Mississippi State University and a Golden Triangle developer have until early January to either come to an agreement for the development of the area around the school’s old physical plant building — or go their separate ways.
Mark Castleberry, owner of Columbus-based Castle Properties, was one of three respondents to a request for proposals the school issued in early August that sought a new approach for CottonMill Marketplace, a mixed-use development anchored by a conference center and a refurbished E.E. Cooley Building.
Ridgeland developer Mark Nicholas and his Atlanta-based partner Mark Boutwell had worked on the project since 2008, inking in 2009 a contract with MSU to develop the property, which sits directly across one of the main entrances to MSU. Original plans included transforming the Cooley Building, which once housed the school’s physical plant, into office space for university personnel and surrounding it with a conference center, a hotel, a parking deck and retail and restaurant space.
That contract between MSU and Nicholas and Boutwell expired in April, according to David Shaw, vice president for research and economic development at the school. Nicholas and Shaw both said last week work toward finalizing the size and scope of the project continued after the contract’s expiration.
Nicholas and Boutwell said that in early August, they brought their out-of-state lender to a meeting with Shaw and other MSU officials in an effort to assure the school that financing to develop the conference center, the hotel and to renovate the Cooley Building was in place. The developers, they said, were under the impression that the meeting had been a success and that construction could soon start on a scaled-down version of CottonMill that included a conference center, adjacent hotel and the renovation of the Cooley Building.
“We showed them the financing was in place,” Nicholas said. “And then a week after that meeting, we got noticed that they were going to put it out for an RFP, which really took us by surprise.”
Shaw said university officials decided in July that the project needed a “fresh set of eyes on it. We needed the best ideas.” It was then, he said, that the decision was made to issue an RFP.
Nicholas and Boutwell responded to the RFP, along with Castleberry and one other developer, who Shaw did not name.
Shaw said one of the sticking points between the school and the original developers was arriving at a best use for the Cooley Building, which is on the National Register of Historic Places. Specifically, whether to locate the conference center either within the building or as part of an addition to it was an issue, Shaw said. Nicholas and Boutwell said the 110-year-old structure was not suitable for a fully functional conference center.

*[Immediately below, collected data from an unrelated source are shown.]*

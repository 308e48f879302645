// Copyright (c) 2025 Geoffrey Huntley <ghuntley@ghuntley.com>. All rights reserved.
// SPDX-License-Identifier: Proprietary

//! "What do I have": diagnostic renderings of a configuration.
//!
//! [`TextReporter`] output is a stable grammar that tooling may parse:
//!
//! ```text
//! report    := ( container ( "\n" container )* )?
//! container := target-key ( "\n" "\t" policy )*
//! ```
//!
//! `policy` is the policy's `Display` form, e.g. `RequireRolePolicy (admin or editor)`.
//! There is no trailing newline and an empty configuration renders as "".

use serde_json::json;

use crate::configuration::ConfigurationSnapshot;

/// Renders a configuration snapshot.
pub trait ConfigurationReporter {
	fn report(&self, snapshot: &ConfigurationSnapshot) -> String;
}

/// Line-oriented report, one target line followed by tab-indented policies.
#[derive(Debug, Clone, Copy, Default)]
pub struct TextReporter;

impl ConfigurationReporter for TextReporter {
	fn report(&self, snapshot: &ConfigurationSnapshot) -> String {
		let mut lines = Vec::new();
		for container in snapshot.containers() {
			lines.push(container.target().to_string());
			for policy in container.policies() {
				lines.push(format!("\t{policy}"));
			}
		}
		lines.join("\n")
	}
}

/// JSON document including the global settings.
#[derive(Debug, Clone, Copy, Default)]
pub struct JsonReporter {
	pub pretty: bool,
}

impl ConfigurationReporter for JsonReporter {
	fn report(&self, snapshot: &ConfigurationSnapshot) -> String {
		let targets: Vec<_> = snapshot
			.containers()
			.map(|container| {
				json!({
					"target": container.target(),
					"policies": container
						.policies()
						.iter()
						.map(ToString::to_string)
						.collect::<Vec<_>>(),
				})
			})
			.collect();

		let document = json!({
			"ignore_missing_configuration": snapshot.ignore_missing_configuration(),
			"append_strategy": snapshot.append_strategy(),
			"targets": targets,
		});

		if self.pretty {
			format!("{document:#}")
		} else {
			document.to_string()
		}
	}
}

#[cfg(test)]
mod tests {
	use super::*;
	use crate::{Policy, SecurityConfiguration, TargetKey};

	fn configured() -> SecurityConfiguration {
		let configuration = SecurityConfiguration::new();
		configuration
			.configure(|c| {
				c.ignore_missing_configuration(true);
				c.for_target(TargetKey::new("Home/Index")?)
					.add_policy(Policy::Ignore);
				c.for_target(TargetKey::new("Admin/Index")?)
					.add_policy(Policy::DenyAnonymousAccess)
					.add_policy(Policy::require_role(["admin", "owner"])?);
				Ok(())
			})
			.unwrap();
		configuration
	}

	#[test]
	fn text_report_lists_targets_then_policies() {
		let report = TextReporter.report(&configured().snapshot());
		assert_eq!(
			report,
			"Home/Index\n\
			 \tIgnorePolicy\n\
			 Admin/Index\n\
			 \tDenyAnonymousAccessPolicy\n\
			 \tRequireRolePolicy (admin or owner)"
		);
	}

	#[test]
	fn empty_configuration_renders_empty_report() {
		let configuration = SecurityConfiguration::new();
		assert_eq!(configuration.what_do_i_have(), "");

		let report = configuration.what_do_i_have_with(&JsonReporter::default());
		let value: serde_json::Value = serde_json::from_str(&report).unwrap();
		assert_eq!(value["targets"], serde_json::json!([]));
		assert_eq!(value["ignore_missing_configuration"], false);
	}

	#[test]
	fn target_without_policies_is_a_single_line() {
		let configuration = SecurityConfiguration::new();
		configuration
			.configure(|c| {
				c.for_target(TargetKey::new("Home/About")?);
				Ok(())
			})
			.unwrap();
		assert_eq!(configuration.what_do_i_have(), "Home/About");
	}

	#[test]
	fn json_report_includes_settings() {
		let report = configured().what_do_i_have_with(&JsonReporter { pretty: true });
		let value: serde_json::Value = serde_json::from_str(&report).unwrap();

		assert_eq!(value["ignore_missing_configuration"], true);
		assert_eq!(value["append_strategy"], "union");
		assert_eq!(value["targets"][1]["target"], "Admin/Index");
		assert_eq!(
			value["targets"][1]["policies"][1],
			"RequireRolePolicy (admin or owner)"
		);
	}
}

“You could have had a glorified meeting hall, but if you wanted 30-foot ceilings and a seating capacity of at least 1,000, it had to be separated,” Nicholas said. “At the end of the day, it was just too expensive to shore up that structure, and the (National) Park Service wasn’t going to let us do it anyway.”
Said Boutwell: “We explored all options toward that end. We had to reconfigure the project to make it work.”
Shaw said the negotiations with Castleberry will center on the must-haves for CottonMill — a conference center, a hotel, a parking deck to go with each and a restored Cooley Building. The Mississippi Development Authority has awarded an $8-million Community Development Block Grant to pay for the parking deck.
Castleberry did not return a message left on his cell phone last week.
Nicholas and Boutwell said they will move forward with developing the rest of the six acres they own just southwest of the CottonMill site. A Chick-fil-A and a Buffalo Wild Wings have recently opened on that parcel. Nicholas said retail development would follow.
“Our whole plan was to develop that whole block, that whole frontage into one development to create a front door to the university. Now sense the university has taken their land out of play, we’ve moved onto our contingency plan, which we could have started a long time ago.”
Nicholas said he and Boutwell had “significant” financial resources tied up in CottonMill, a lot of which could be used to develop their six acres. It is possible, Nicholas said, that the engineering work done on the Cooley Building could be sold to whoever ends up developing CottonMill, a project whose financial and bureaucratic hurdles make it “as complicated as it gets in the development world,” Boutwell said. “It’s really unfortunate it had to go down this way. It had potential to be a really spectacular development. Now it’s going to be piecemeal.”